[Twisted-Python] Integrating Twisted with ZeroMQ

Laurens Van Houtven lvh at laurensvh.be
Sun Jun 6 15:59:19 EDT 2010


Hey,


For the Twisted folks: this thing has been reviewed by the ZeroMQ
folks first because I wanted to be sure I got the technical details
right on the their side of things.

I'd like to open up a discussion from a while back regarding the
integration of ZeroMQ (a messaging system: similar to AMQP but with
the intent to be simpler) into Twisted.

The interested ZeroMQ people and the interested Twisted people (names
withheld to protect the guilty) disagreed on what it should look like.
I think that's mostly because neither party really understood what the
other's software wanted to do. So, I'll try to give everyone a basic
explanation without going too deep into either Twisted or ZeroMQ: my
apologies if I spell out the basics of your thing too much and it gets
boring :)

ZeroMQ aims to be a thin layer above TCP, behaving like TCP but
'better'. That sounds like a vague marketing statement, but it helps
to understand some of the terminology if you keep that in the back of
your head. (What exactly 'better' means is way beyond the current
scope: basically, ZeroMQ wants to help socket programmers to stop
reinventing the wheel by implementing common behavior such as pub/sub,
request/reply...). Essentially AMQP but much simpler, and brokerless
in most cases. This email is already going to go way over the sane
character count, thankfully the ZeroMQ webpage does a great job at
explaining stuff :-)

I think this highlights the main problem people had. There a partial
overlap between Twisted and ZeroMQ. The ZeroMQ implementation does
things Twisted does too: it implements a bunch of low level networking
stuff using eg epoll. It deals with real sockets, and Twisted wants to
do that as well.

ZeroMQ uses things called Sockets. They're similar but not the same
thing as TCP sockets (instead delegating work to TCP eventually), so
you can't use traditional methods like select or epoll with them,
because, for example, they don't have file descriptors. Some
underlying thing probably does have fds; but ZeroMQ worries about that
for you under the hood, just like Twisted does for other TCP traffic.

There are a couple of options for making ZeroMQ work with Twisted:

1) implement everything in Python, using Twisted's TCP stuff.
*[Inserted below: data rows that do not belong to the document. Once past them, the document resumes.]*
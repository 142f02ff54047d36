//! Depth-first discovery of jobs.
//!
//! Every node is auto-called, forced and classified. Jobs are recorded and
//! not descended into; plain attribute sets are explored member by member.
//! Evaluation errors are recorded against the path they happened at, while
//! unsupported values and interrupts end the whole walk.

use std::sync::atomic::{AtomicBool, Ordering};
use std::sync::Arc;

use crate::aggregate::{is_aggregate, resolve_constituents};
use crate::attr_path::AttrPath;
use crate::classify::{classify, Node};
use crate::error::{Error, Result};
use crate::job::{extract_job, JobDescriptor};
use crate::report::{Report, ReportBuilder};
use crate::roots::{RootOutcome, RootRegistrar};
use crate::value::{Attrs, AutoArgs, Evaluator};

/// Attribute sets nested deeper than this are taken to include themselves.
pub const MAX_DEPTH: usize = 128;

/// Cooperative cancellation, checked once per visited node.
///
/// Clones share one flag. The `eval-jobs` binary never triggers it and
/// leaves SIGINT to its default action, which ends the process before any
/// report is written.
#[derive(Debug, Clone, Default)]
pub struct Interrupt(Arc<AtomicBool>);

impl Interrupt {
    pub fn new() -> Self {
        Self::default()
    }

    pub fn trigger(&self) {
        self.0.store(true, Ordering::SeqCst);
    }

    pub fn is_triggered(&self) -> bool {
        self.0.load(Ordering::SeqCst)
    }

    fn check(&self) -> Result<()> {
        if self.is_triggered() {
            return Err(Error::Interrupted);
        }
        Ok(())
    }
}

#[derive(Debug, Clone, Copy, Default, PartialEq, Eq)]
pub struct WalkStats {
    pub nodes: usize,
    pub jobs: usize,
    pub errors: usize,
    pub roots_created: usize,
}

pub struct Walker<'a, E: Evaluator> {
    eval: &'a E,
    auto_args: &'a AutoArgs,
    registrar: RootRegistrar<'a>,
    interrupt: Interrupt,
    report: ReportBuilder,
    stats: WalkStats,
}

impl<'a, E: Evaluator> Walker<'a, E> {
    pub fn new(eval: &'a E, auto_args: &'a AutoArgs, registrar: RootRegistrar<'a>) -> Self {
        Self {
            eval,
            auto_args,
            registrar,
            interrupt: Interrupt::new(),
            report: ReportBuilder::new(),
            stats: WalkStats::default(),
        }
    }

    pub fn with_interrupt(mut self, interrupt: Interrupt) -> Self {
        self.interrupt = interrupt;
        self
    }

    /// Walks the tree below `root`. Nothing is returned unless the whole
    /// walk completes.
    pub fn walk(mut self, root: &E::Value) -> Result<(Report, WalkStats)> {
        self.explore(&AttrPath::root(), root)?;
        tracing::info!(
            nodes = self.stats.nodes,
            jobs = self.stats.jobs,
            errors = self.stats.errors,
            roots_created = self.stats.roots_created,
            "evaluation finished"
        );
        Ok((self.report.finish(), self.stats))
    }

    fn explore(&mut self, path: &AttrPath, value: &E::Value) -> Result<()> {
        match self.explore_node(path, value) {
            Err(err) if err.is_recoverable() => {
                tracing::debug!(path = %path, error = %err, "evaluation error");
                self.stats.errors += 1;
                self.report.record_error(path, err.to_string());
                Ok(())
            }
            other => other,
        }
    }

    fn explore_node(&mut self, path: &AttrPath, value: &E::Value) -> Result<()> {
        tracing::debug!("at path ‘{}’", path);
        self.interrupt.check()?;
        self.stats.nodes += 1;
        if path.segments().len() > MAX_DEPTH {
            return Err(Error::eval("infinite recursion encountered"));
        }

        let value = self.eval.auto_call(value, self.auto_args)?;
        let forced = self.eval.force(&value)?;
        match classify(self.eval, forced)? {
            Node::Job(drv) => {
                let job = self.job(&drv)?;
                self.stats.jobs += 1;
                self.report.record_job(path, job);
            }
            Node::Group(attrs) => {
                for (name, child) in attrs.iter() {
                    self.explore(&path.child(name), child)?;
                }
            }
            Node::Empty => {}
            Node::Unsupported(shown) => return Err(Error::UnsupportedValue(shown)),
        }
        Ok(())
    }

    fn job(&mut self, drv: &Attrs<E::Value>) -> Result<JobDescriptor> {
        let mut job = extract_job(self.eval, drv)?;
        if is_aggregate(self.eval, drv)? {
            job.constituents = Some(resolve_constituents(self.eval, drv)?);
        }
        if self.registrar.register(&job.artifact_path)? == RootOutcome::Created {
            self.stats.roots_created += 1;
        }
        Ok(job)
    }
}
I think
this is mostly a bad idea and the ZeroMQ people seem to agree: _lots_
of work, ZeroMQ libs are stupidly fast already, Python not being the
best tool for binary protocols...
2) write a thin wrapper around the C(++) libs: great, as long as it
never has to go into the Twisted trunk
3) use pyzmq's thin wrapper around the C(++) libs: sounds like the
best idea to me, again with reservations wrt the Twisted trunk

Originally there was a fourth idea, which considered libzmq as a new
mechanism: like epoll, so you'd have a ZMQ-specific reactor. A bunch
of people didn't like this, and I can somewhat see the point: hard to
integrate with other event loops like GUIs, for example.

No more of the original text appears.